What is expected. Search the material below for "UnknownNotification" and copy every line where it occurs.

Material shown.
======

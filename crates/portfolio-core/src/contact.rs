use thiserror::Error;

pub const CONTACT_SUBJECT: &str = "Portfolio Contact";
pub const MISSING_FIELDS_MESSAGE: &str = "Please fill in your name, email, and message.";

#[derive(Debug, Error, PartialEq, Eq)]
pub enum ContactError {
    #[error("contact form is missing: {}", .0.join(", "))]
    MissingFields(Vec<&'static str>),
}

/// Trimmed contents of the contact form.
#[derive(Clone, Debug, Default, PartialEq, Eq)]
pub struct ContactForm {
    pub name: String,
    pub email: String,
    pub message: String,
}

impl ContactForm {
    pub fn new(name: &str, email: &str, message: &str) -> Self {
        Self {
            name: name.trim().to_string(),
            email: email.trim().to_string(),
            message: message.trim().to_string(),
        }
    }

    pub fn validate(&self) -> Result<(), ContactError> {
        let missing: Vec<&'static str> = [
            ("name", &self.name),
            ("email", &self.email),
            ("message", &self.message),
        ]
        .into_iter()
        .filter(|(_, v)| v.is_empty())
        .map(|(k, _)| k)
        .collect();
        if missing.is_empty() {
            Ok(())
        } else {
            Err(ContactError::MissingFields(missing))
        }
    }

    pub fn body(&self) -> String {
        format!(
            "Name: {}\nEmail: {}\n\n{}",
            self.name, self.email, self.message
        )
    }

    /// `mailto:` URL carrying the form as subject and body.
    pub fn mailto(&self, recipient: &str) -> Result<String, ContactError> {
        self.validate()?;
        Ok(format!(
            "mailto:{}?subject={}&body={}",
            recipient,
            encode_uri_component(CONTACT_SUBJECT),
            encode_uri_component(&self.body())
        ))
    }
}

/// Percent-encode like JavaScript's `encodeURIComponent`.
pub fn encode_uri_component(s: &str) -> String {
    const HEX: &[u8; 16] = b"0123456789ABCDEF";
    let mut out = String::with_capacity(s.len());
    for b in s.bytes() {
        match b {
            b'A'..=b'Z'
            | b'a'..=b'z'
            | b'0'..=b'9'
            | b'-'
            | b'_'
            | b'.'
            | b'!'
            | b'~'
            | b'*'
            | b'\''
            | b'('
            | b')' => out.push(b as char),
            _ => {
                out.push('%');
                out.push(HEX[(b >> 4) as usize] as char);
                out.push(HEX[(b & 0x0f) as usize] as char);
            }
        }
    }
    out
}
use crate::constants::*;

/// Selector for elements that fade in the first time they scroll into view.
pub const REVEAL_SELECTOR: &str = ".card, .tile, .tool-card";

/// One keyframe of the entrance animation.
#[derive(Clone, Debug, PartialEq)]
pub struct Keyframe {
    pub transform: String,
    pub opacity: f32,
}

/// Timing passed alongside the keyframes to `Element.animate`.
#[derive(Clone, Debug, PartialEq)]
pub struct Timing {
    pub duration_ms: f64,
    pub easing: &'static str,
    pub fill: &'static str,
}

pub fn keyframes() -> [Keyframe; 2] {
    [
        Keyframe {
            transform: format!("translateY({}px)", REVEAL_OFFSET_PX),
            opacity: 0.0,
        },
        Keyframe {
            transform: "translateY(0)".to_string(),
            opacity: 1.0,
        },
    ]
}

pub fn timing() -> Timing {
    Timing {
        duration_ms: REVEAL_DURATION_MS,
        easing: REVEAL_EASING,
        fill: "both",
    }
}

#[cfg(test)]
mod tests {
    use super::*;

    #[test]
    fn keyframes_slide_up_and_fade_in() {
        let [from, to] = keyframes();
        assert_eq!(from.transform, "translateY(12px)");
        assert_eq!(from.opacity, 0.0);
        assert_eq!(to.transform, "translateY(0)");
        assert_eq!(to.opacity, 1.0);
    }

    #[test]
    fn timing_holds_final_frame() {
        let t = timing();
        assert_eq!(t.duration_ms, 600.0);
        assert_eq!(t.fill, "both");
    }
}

======

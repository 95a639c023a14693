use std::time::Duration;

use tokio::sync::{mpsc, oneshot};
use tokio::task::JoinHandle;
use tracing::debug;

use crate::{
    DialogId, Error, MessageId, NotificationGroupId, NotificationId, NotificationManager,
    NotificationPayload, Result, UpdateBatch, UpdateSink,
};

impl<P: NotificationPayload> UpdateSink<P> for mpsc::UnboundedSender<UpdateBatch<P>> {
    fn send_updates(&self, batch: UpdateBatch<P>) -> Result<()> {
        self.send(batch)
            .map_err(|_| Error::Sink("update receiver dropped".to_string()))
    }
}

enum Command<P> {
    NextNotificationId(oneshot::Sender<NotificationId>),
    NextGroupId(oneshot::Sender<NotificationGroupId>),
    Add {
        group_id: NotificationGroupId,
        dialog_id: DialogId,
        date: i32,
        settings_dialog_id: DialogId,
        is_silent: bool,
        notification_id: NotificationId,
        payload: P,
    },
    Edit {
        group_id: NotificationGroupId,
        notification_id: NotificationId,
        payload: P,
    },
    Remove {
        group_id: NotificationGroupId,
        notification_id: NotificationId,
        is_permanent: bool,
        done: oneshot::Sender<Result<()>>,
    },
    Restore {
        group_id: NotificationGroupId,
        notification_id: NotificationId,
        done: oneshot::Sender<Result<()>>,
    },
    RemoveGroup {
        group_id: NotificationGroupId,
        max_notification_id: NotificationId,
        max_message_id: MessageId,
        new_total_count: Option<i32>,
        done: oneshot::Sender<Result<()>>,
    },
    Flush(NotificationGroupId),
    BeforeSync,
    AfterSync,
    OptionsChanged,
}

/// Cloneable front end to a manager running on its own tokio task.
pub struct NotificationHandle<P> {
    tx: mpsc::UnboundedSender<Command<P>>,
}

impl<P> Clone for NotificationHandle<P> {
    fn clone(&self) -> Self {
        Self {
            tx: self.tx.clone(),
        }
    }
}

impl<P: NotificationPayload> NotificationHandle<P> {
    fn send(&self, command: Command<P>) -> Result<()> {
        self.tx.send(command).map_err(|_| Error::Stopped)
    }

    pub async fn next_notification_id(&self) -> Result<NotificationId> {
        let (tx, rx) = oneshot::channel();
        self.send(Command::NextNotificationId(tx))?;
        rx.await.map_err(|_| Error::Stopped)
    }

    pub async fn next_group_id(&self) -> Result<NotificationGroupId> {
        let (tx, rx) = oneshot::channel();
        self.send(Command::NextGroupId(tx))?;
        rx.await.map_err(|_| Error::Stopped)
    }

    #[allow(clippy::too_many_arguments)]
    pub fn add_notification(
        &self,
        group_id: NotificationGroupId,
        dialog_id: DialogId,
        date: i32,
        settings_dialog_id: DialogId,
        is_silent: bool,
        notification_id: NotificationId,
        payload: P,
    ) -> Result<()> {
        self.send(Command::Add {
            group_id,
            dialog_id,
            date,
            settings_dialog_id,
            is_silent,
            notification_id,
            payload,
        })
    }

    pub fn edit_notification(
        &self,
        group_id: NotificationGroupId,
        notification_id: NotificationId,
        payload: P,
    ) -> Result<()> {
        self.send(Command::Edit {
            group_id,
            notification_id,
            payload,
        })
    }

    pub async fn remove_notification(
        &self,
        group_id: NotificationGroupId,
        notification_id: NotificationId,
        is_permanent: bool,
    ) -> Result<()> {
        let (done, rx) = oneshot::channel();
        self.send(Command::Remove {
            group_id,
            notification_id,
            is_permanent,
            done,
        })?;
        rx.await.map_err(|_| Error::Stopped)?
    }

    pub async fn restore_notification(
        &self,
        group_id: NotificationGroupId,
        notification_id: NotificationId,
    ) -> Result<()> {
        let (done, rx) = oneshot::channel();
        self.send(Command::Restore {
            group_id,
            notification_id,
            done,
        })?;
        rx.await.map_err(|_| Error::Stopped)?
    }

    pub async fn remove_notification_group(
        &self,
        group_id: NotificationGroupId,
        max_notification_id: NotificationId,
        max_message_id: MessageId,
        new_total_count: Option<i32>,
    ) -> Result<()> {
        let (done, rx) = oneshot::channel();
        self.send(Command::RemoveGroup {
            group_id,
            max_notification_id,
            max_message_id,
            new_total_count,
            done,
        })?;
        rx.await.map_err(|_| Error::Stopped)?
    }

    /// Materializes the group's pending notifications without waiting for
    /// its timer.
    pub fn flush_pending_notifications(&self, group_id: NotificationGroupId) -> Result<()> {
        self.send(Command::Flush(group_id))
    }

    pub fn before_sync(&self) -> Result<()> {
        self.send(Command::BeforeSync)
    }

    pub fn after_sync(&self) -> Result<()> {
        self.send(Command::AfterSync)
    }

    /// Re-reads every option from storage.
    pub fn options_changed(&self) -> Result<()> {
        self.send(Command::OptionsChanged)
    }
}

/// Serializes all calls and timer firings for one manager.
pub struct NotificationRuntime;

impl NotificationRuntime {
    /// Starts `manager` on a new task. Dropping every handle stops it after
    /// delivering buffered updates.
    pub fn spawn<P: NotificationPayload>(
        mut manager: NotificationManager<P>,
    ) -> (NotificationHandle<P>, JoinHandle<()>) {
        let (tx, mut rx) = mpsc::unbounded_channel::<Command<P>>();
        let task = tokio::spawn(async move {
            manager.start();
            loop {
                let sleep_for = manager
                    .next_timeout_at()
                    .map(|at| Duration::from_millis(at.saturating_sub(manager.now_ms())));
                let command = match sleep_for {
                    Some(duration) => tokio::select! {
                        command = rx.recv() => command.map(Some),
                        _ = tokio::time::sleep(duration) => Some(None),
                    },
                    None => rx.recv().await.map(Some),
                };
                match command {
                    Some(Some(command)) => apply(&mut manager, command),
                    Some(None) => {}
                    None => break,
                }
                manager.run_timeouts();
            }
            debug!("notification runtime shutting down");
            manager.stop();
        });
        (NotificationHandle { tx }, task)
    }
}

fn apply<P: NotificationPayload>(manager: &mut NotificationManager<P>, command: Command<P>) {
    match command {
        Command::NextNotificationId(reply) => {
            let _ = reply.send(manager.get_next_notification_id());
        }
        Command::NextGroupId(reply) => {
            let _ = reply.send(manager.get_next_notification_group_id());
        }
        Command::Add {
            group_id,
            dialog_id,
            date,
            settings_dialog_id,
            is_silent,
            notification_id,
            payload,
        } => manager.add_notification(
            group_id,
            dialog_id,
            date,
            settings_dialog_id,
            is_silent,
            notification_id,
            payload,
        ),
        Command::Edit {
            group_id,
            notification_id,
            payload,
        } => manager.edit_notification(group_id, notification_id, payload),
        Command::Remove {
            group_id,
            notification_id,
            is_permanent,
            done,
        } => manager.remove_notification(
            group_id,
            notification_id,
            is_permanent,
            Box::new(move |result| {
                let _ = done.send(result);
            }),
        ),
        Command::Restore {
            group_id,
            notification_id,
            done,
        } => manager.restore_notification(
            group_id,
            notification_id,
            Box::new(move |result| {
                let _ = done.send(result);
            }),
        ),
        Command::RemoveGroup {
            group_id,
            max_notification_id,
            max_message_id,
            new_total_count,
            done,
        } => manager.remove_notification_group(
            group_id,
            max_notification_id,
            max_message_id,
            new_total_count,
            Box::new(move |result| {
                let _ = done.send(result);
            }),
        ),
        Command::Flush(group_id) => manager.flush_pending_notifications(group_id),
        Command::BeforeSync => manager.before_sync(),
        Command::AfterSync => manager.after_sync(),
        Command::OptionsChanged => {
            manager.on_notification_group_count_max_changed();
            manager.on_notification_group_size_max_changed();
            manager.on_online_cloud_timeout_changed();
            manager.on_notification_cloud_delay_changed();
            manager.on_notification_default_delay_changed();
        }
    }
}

======

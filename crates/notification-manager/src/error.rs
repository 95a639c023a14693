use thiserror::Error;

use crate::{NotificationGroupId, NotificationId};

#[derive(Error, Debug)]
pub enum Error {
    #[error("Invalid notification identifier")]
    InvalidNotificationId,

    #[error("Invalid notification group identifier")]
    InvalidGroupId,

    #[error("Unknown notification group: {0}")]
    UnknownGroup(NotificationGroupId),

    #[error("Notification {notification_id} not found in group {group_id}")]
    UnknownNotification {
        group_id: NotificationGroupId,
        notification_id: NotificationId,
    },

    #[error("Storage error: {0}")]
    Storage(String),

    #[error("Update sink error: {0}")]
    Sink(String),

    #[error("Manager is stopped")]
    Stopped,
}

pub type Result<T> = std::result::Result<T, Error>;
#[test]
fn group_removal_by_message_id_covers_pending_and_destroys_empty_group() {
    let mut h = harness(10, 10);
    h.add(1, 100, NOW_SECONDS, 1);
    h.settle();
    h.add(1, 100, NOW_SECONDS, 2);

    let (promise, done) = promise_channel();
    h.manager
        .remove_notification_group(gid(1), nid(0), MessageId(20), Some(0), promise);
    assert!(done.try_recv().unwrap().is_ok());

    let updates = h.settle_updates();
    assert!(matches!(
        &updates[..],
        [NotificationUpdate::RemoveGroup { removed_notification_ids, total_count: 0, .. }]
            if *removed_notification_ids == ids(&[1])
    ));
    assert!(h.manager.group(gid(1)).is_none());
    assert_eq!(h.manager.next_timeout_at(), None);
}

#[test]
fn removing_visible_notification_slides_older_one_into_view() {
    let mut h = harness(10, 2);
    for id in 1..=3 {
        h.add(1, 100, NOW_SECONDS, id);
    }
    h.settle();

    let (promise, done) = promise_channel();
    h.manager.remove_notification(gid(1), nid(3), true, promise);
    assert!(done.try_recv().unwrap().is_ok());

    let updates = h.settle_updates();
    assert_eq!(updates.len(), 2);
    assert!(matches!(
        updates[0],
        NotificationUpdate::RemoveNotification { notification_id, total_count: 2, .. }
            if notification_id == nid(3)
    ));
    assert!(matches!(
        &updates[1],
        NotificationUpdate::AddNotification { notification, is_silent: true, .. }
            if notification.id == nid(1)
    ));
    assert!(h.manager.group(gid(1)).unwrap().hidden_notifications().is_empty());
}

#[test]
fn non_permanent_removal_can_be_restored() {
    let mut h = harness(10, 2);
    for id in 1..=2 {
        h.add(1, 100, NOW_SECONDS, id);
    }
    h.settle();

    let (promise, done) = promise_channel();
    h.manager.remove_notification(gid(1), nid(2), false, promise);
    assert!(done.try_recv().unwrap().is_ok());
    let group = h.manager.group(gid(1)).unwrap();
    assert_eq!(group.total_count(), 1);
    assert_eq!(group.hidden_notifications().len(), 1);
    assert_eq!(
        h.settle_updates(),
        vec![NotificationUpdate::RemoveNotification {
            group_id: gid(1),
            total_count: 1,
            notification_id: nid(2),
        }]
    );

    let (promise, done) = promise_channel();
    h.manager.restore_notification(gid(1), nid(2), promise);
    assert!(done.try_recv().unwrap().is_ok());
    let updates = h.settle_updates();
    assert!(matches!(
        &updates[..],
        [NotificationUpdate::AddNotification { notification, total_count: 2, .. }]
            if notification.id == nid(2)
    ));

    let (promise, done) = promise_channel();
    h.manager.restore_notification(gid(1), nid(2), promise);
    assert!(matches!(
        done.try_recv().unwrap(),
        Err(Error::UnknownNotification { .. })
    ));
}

======

Answer section.
    UnknownNotification {
        Err(Error::UnknownNotification { .. })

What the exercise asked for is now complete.